However, as already mentioned, all the aforementioned instruments are non-binding for online platforms, as International Law has traditionally been conceived as binding primarily on sovereign States. This means that non-state actors, such as transnational companies, do not have corresponding international legal obligations. For this reason, it is also crucial to briefly consider the significant developments within the European Union law framework in its efforts to directly regulate businesses, and more specifically, online platforms. Accordingly, recent initiatives such as the Corporate Sustainability Due Diligence Directive (“CSDDD”) and the Digital Services Act (“DSA”) aim at imposing stricter obligations on companies, enhancing accountability and ensuring greater alignment with human rights standards also in the digital sphere. The CSDDD also applies to non-EU companies with a turnover exceeding 450 million euro in the EU in the last financial year, requiring them to integrate a HRDD that help to prevent and mitigate their adverse human rights impacts (for a detailed analysis see Bonfanti and Greco).
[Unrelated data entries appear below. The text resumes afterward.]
/// Register the deterministic rules (and the loop's consultation override)
/// with policy memory so every application lands on a known record.
fn register_policy_rules(memories: &MemoryLayers) {
    let rules = [
        (
            rule_ids::SCHEMA_VALIDATION,
            "schema_validation",
            "Unknown tools and missing required inputs fail closed",
        ),
        (
            rule_ids::BLACKLIST,
            "risk_gate",
            "Blacklisted tools are blocked for the incident's lifetime",
        ),
        (
            rule_ids::ACTION_LIMIT,
            "action_limit",
            "Escalate once the per-incident action budget is spent",
        ),
        (
            rule_ids::PROD_BLOCK,
            "environment_block",
            "Prod-disallowed tools never run in production",
        ),
        (
            rule_ids::HIGH_RISK_APPROVAL,
            "risk_gate",
            "High and critical risk actions wait for a human",
        ),
        (
            rule_ids::FAILURE_ESCALATION,
            "failure_escalation",
            "Escalate after repeated consecutive failures",
        ),
        (
            rule_ids::MEDIUM_RISK_CONFIDENCE,
            "risk_gate",
            "Medium risk needs both model and tool confidence",
        ),
        (
            LOW_CONFIDENCE_RULE,
            "consultation",
            "Low model confidence forces a consultation",
        ),
    ];
    for (id, rule_type, description) in rules {
        if let Err(e) = memories.policy.register_policy(id, rule_type, description) {
            tracing::error!(error = %e, rule = id, "failed to register policy rule");
        }
    }
}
The DSA holds Very Large Online Platforms (“VLOPs”) — those with an average number of monthly active service recipients in the EU equal to or exceeding 45 million — accountable by requiring them to assess and mitigate systemic risks related to illegal content, including hate speech (Art. 34). If a risk is identified, Art. 35 par. 1 lett. c allows platforms to take measures such as content removal, but only upon prior notification by a user or trusted flagger (Artt. 16, 22) (see in this regard Ruotolo). Consequently, for major online platforms falling within their scope, such as Meta, this regulatory framework may directly affect their online moderation of hate speech. Moreover, it appear also to be the reason why the new Meta’s community note system has been implemented only in the US so far and also the reason behind Zuckerberg’s declaration on his intention to «work with President Trump to push back governments around the world, going after American companies and pushing to censor more» (see announcement of January 7th).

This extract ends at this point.